Aclidinium bromide is a long‐acting muscarinic antagonist in development for chronic obstructive pulmonary disease treatment. This 2‐part, phase I study evaluated the safety and tolerability of single ascending intravenous (IV) doses of aclidinium to determine its maximum tolerated dose (MTD; part I) and its absolute bioavailability (part II). Healthy male participants (N = 24) were randomized (1:1) in each part: 3‐period crossover, placebo‐controlled, single‐ascending, alternating IV doses of aclidinium (25–400 μg) in part I and 2‐period crossover, single‐alternating IV and inhaled doses of aclidinium (200 μg) in part II. A ≥7‐day washout separated treatment periods. Pharmacokinetic data were collected in both parts. Following IV or inhaled aclidinium, time to reach maximum plasma concentration following drug administration (t max ) was 5 to 7 minutes for all doses.

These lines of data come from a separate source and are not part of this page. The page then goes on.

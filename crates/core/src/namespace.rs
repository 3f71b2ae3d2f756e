//! Namespace resolution
//!
//! Every user owns the key space `users/<user-id>/`. Caller-supplied paths
//! are always relative to that prefix and are validated before they are
//! joined to it, so a resolved key can never leave the caller's namespace.

use std::fmt;

use serde::Serialize;

use crate::error::{Error, Result};

/// Key hierarchy separator
pub const SEPARATOR: char = '/';

/// Prefix under which all user namespaces live
pub const NAMESPACE_ROOT: &str = "users/";

/// Maximum length of an absolute object key in bytes (S3 limit)
pub const MAX_KEY_LEN: usize = 1024;

/// Opaque user identifier asserted by the authentication collaborator
///
/// The only constructor is [`UserId::from_claim`]: an identity is never
/// taken from request parameters.
#[derive(Debug, Clone, PartialEq, Eq, Hash)]
pub struct UserId(String);

impl UserId {
    /// Build a user id from the authenticator's claim
    ///
    /// Fails with `Unauthorized` when no identity (or an empty one) was
    /// supplied, or when the identity could not be a single key segment.
    pub fn from_claim(claim: Option<&str>) -> Result<Self> {
        let id = claim.unwrap_or_default();
        if id.is_empty() {
            return Err(Error::Unauthorized("missing identity".into()));
        }
        if !is_valid_segment(id) {
            return Err(Error::Unauthorized(format!("malformed identity '{id}'")));
        }
        Ok(Self(id.to_string()))
    }

    pub fn as_str(&self) -> &str {
        &self.0
    }
}

impl fmt::Display for UserId {
    fn fmt(&self, f: &mut fmt::Formatter<'_>) -> fmt::Result {
        f.write_str(&self.0)
    }
}

/// An absolute, non-empty object key inside some user's namespace
#[derive(Debug, Clone, PartialEq, Eq, Hash, PartialOrd, Ord, Serialize)]
#[serde(transparent)]
pub struct ObjectKey(String);

impl ObjectKey {
    pub fn as_str(&self) -> &str {
        &self.0
    }
}

impl fmt::Display for ObjectKey {
    fn fmt(&self, f: &mut fmt::Formatter<'_>) -> fmt::Result {
        f.write_str(&self.0)
    }
}

/// The key space owned by one user
#[derive(Debug, Clone, PartialEq, Eq)]
pub struct Namespace {
    prefix: String,
}

impl Namespace {
    /// Namespace of the given user: `users/<id>/`
    pub fn new(user: &UserId) -> Self {
        Self {
            prefix: format!("{NAMESPACE_ROOT}{user}{SEPARATOR}"),
        }
    }

    /// The bare namespace as a key, used to list everything the user owns
    pub fn root(&self) -> ObjectKey {
        ObjectKey(self.prefix.clone())
    }

    /// Resolve a relative file key to an absolute key
    ///
    /// The relative key must be non-empty and must not end with the
    /// separator; folder keys go through [`Namespace::resolve_prefix`].
    pub fn resolve_key(&self, relative: &str) -> Result<ObjectKey> {
        if relative.is_empty() {
            return Err(Error::InvalidPath("Object key cannot be empty".into()));
        }
        if relative.ends_with(SEPARATOR) {
            return Err(Error::InvalidPath(format!(
                "'{relative}' is a folder, not an object key"
            )));
        }
        validate_relative(relative)?;
        self.join(relative)
    }

    /// Resolve a relative folder prefix to an absolute prefix
    ///
    /// `None` or an empty string resolves to the namespace root. Any other
    /// value is normalized to end with exactly one separator.
    pub fn resolve_prefix(&self, relative: Option<&str>) -> Result<ObjectKey> {
        let relative = relative.unwrap_or_default();
        if relative.is_empty() {
            return Ok(self.root());
        }
        validate_relative(relative)?;
        if relative.ends_with(SEPARATOR) {
            self.join(relative)
        } else {
            self.join(&format!("{relative}{SEPARATOR}"))
        }
    }

    /// Strip the namespace from an absolute key
    ///
    /// Returns `None` for keys outside the namespace.
    pub fn relative<'a>(&self, key: &'a str) -> Option<&'a str> {
        key.strip_prefix(self.prefix.as_str())
    }

    fn join(&self, relative: &str) -> Result<ObjectKey> {
        let key = format!("{}{relative}", self.prefix);
        if key.len() > MAX_KEY_LEN {
            return Err(Error::InvalidPath(format!("Key exceeds {MAX_KEY_LEN} bytes")));
        }
        Ok(ObjectKey(key))
    }
}

/// Resolve a relative file key for the given user
pub fn resolve_key(user: &UserId, relative: &str) -> Result<ObjectKey> {
    Namespace::new(user).resolve_key(relative)
}

/// Resolve a relative folder prefix for the given user
pub fn resolve_prefix(user: &UserId, relative: Option<&str>) -> Result<ObjectKey> {
    Namespace::new(user).resolve_prefix(relative)
}

/// Check that a name is usable as a single path segment (e.g. a folder name)
pub fn validate_segment(name: &str) -> Result<()> {
    if is_valid_segment(name) {
        Ok(())
    } else {
        Err(Error::InvalidPath(format!("'{name}' is not a valid name")))
    }
}

/// Reject absolute-looking paths, traversal and empty segments.
///
/// A single trailing separator is allowed.
fn validate_relative(relative: &str) -> Result<()> {
    if relative.starts_with(SEPARATOR) || relative.starts_with('\\') {
        return Err(Error::InvalidPath(format!(
            "'{relative}' must be relative to your home folder"
        )));
    }

    let body = relative.strip_suffix(SEPARATOR).unwrap_or(relative);
    for segment in body.split(SEPARATOR) {
        if segment.is_empty() {
            return Err(Error::InvalidPath(format!(
                "'{relative}' contains an empty path segment"
            )));
        }
        if segment == "." || segment == ".." {
            return Err(Error::InvalidPath(format!(
                "'{relative}' contains a '{segment}' segment"
            )));
        }
        if segment.chars().any(|c| c == '\\' || c.is_control()) {
            return Err(Error::InvalidPath(format!(
                "'{relative}' contains a disallowed character"
            )));
        }
    }

    Ok(())
}

fn is_valid_segment(name: &str) -> bool {
    !name.is_empty()
        && name != "."
        && name != ".."
        && !name
            .chars()
            .any(|c| c == SEPARATOR || c == '\\' || c.is_control())
}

After maximum plasma drug concentration (C max ), aclidinium was rapidly cleared from plasma. Aclidinium absolute bioavailability was <5% following a single inhaled 200‐μg dose. Urinary excretion of unchanged aclidinium was very low, with a greater amount of inactive metabolites excreted compared with aclidinium, all of which were recovered within 12 hours postdose. The MTD following IV administration was not reached; all single IV (25–400 μg) and inhaled doses (200 μg) were well tolerated. In conclusion, the low and short‐lived bioavailability of aclidinium and the low incidence of systemic side effects contribute to its positive safety and tolerability profile.